*Your assignment*: For the entries below, count the lines that contain the word "HttpStreamProvider" and reply with that number only.

*Data shown*:
-*-*-

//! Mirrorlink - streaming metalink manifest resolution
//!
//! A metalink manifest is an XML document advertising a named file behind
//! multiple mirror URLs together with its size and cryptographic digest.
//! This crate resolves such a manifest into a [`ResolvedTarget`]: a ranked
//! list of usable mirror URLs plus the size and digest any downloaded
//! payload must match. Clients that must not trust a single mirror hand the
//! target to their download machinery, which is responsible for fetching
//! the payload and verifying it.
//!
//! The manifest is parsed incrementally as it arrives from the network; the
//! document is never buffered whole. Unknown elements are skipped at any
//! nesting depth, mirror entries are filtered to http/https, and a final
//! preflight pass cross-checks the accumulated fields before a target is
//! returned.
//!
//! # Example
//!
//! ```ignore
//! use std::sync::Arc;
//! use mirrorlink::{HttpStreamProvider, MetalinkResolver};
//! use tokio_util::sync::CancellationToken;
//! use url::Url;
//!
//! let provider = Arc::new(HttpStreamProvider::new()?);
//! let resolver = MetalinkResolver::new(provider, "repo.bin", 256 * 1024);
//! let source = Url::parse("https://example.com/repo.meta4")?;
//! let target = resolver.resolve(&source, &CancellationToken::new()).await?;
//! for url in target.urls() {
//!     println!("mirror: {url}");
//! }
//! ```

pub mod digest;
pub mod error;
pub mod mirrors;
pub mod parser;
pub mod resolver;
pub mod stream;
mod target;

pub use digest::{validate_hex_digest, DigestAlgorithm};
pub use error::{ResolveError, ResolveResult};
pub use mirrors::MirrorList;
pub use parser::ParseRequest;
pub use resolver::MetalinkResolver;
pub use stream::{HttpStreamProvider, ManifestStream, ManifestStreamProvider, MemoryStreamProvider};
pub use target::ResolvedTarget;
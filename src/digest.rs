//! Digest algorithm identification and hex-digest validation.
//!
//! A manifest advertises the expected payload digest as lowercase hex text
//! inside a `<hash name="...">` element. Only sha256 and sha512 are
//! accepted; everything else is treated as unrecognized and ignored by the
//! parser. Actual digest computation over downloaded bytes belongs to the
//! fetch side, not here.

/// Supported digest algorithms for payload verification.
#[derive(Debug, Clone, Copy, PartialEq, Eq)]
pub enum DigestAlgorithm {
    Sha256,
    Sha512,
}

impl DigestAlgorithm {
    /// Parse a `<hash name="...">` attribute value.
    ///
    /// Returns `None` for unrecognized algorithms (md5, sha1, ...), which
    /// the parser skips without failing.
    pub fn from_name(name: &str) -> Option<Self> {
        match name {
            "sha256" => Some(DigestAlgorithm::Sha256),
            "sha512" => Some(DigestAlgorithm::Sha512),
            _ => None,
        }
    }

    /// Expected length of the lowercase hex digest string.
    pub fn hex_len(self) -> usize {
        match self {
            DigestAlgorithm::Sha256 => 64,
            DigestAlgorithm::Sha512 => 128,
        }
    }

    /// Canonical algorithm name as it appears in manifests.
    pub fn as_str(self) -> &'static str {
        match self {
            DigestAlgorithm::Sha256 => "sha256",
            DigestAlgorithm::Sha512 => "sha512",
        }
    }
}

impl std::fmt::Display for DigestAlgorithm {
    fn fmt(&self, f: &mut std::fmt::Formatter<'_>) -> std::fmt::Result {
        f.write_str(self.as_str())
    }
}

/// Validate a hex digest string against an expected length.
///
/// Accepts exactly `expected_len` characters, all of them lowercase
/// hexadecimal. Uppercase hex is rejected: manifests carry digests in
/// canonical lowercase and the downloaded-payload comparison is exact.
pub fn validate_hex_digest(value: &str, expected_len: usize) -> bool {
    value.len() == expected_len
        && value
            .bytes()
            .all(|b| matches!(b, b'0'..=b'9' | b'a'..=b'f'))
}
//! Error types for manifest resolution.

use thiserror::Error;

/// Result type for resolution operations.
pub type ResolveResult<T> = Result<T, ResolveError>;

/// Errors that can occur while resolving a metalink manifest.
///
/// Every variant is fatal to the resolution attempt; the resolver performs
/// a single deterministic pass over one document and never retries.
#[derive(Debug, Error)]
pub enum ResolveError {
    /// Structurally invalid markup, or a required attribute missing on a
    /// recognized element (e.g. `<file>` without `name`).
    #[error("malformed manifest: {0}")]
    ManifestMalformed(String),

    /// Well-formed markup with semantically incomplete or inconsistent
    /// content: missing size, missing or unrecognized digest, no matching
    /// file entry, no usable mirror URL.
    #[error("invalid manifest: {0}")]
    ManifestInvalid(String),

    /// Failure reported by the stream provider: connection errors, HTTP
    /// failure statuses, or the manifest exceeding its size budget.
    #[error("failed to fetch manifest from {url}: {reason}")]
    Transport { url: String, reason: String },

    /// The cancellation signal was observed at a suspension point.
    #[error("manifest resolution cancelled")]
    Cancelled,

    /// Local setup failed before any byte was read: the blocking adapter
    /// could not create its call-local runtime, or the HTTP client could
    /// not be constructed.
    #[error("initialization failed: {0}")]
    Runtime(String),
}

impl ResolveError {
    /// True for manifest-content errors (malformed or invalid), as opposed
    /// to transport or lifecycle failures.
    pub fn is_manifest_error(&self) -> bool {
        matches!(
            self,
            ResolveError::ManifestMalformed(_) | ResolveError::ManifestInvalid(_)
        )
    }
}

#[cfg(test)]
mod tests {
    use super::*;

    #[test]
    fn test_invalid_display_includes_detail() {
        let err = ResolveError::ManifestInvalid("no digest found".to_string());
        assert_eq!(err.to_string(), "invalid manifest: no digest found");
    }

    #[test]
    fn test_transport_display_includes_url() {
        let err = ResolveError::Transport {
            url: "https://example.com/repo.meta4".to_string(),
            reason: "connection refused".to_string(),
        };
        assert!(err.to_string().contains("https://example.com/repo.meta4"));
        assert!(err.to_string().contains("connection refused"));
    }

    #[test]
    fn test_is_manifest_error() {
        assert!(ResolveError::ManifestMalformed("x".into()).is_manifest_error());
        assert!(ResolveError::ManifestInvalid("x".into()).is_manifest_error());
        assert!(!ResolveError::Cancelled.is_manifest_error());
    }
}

-*-*-

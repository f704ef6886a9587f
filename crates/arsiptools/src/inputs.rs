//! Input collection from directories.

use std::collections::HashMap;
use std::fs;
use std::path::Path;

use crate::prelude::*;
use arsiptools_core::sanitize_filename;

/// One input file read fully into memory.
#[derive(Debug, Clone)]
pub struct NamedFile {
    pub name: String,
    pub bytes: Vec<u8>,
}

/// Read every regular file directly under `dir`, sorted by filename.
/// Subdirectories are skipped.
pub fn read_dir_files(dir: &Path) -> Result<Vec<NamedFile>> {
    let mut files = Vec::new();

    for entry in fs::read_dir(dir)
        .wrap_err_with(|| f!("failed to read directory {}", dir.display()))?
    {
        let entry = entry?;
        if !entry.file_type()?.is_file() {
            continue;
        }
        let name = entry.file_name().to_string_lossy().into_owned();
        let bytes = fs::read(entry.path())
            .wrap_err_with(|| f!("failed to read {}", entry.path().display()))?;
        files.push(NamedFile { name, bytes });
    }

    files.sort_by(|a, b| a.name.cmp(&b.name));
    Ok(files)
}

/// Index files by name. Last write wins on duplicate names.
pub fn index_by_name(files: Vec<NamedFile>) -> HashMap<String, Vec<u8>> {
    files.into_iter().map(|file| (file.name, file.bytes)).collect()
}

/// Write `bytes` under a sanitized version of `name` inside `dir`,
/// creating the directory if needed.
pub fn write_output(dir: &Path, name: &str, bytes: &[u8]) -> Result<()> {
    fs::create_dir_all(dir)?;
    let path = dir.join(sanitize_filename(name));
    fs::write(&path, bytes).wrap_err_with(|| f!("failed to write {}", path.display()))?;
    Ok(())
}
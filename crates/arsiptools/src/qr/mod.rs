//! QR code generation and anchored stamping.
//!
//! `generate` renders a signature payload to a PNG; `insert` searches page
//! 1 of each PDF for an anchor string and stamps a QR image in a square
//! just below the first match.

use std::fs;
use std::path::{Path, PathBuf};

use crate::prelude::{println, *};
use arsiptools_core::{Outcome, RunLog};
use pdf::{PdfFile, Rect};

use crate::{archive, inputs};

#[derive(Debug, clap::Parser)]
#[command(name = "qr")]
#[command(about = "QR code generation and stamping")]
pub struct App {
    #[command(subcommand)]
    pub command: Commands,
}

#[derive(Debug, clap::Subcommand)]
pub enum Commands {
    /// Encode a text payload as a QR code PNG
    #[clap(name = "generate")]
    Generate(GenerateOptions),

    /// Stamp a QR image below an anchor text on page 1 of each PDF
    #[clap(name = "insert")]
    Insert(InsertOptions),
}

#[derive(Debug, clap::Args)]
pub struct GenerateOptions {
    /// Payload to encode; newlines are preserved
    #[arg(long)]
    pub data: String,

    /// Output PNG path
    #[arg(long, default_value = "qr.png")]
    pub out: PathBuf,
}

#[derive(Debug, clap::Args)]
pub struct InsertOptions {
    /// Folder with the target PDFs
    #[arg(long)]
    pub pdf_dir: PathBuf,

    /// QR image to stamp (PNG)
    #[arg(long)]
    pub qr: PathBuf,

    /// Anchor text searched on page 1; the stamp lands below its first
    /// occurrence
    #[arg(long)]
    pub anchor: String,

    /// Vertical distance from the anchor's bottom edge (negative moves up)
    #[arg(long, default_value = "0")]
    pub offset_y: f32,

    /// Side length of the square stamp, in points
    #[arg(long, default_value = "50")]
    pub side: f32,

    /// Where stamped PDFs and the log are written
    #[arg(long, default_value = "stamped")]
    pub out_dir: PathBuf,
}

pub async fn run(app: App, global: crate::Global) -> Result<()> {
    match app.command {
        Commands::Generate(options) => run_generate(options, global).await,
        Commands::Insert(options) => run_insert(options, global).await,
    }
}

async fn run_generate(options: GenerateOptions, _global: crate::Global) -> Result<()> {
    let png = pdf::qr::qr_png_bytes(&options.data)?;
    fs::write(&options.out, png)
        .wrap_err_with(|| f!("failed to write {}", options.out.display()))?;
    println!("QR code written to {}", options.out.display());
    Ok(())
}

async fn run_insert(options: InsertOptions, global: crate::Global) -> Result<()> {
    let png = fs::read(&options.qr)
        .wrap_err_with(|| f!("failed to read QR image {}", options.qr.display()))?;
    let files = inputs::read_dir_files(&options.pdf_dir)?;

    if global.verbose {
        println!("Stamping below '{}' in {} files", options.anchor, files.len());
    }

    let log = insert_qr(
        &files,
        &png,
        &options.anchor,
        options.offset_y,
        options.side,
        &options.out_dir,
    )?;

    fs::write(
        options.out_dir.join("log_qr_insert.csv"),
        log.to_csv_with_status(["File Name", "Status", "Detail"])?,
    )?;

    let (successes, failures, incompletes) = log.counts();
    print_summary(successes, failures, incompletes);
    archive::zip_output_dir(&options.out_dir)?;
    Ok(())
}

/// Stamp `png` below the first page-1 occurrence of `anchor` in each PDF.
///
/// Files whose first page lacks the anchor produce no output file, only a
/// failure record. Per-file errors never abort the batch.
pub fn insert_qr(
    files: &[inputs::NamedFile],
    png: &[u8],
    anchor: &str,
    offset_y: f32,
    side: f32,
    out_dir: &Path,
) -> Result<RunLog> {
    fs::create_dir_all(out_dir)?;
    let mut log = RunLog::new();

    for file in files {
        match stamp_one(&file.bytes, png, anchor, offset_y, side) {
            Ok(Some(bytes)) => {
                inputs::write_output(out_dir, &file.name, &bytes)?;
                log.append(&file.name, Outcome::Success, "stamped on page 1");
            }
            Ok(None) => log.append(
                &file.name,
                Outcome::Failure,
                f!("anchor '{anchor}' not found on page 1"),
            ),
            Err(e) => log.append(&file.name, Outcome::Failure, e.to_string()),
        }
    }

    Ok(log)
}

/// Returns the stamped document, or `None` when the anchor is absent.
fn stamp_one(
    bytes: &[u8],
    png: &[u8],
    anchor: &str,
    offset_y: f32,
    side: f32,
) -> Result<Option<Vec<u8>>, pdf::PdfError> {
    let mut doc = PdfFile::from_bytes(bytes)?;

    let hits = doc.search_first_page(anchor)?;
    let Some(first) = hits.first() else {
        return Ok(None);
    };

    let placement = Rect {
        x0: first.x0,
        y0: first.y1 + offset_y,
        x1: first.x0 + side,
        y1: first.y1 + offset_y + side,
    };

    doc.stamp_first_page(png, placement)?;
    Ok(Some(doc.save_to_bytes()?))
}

-*-*-

*Your solution*: 3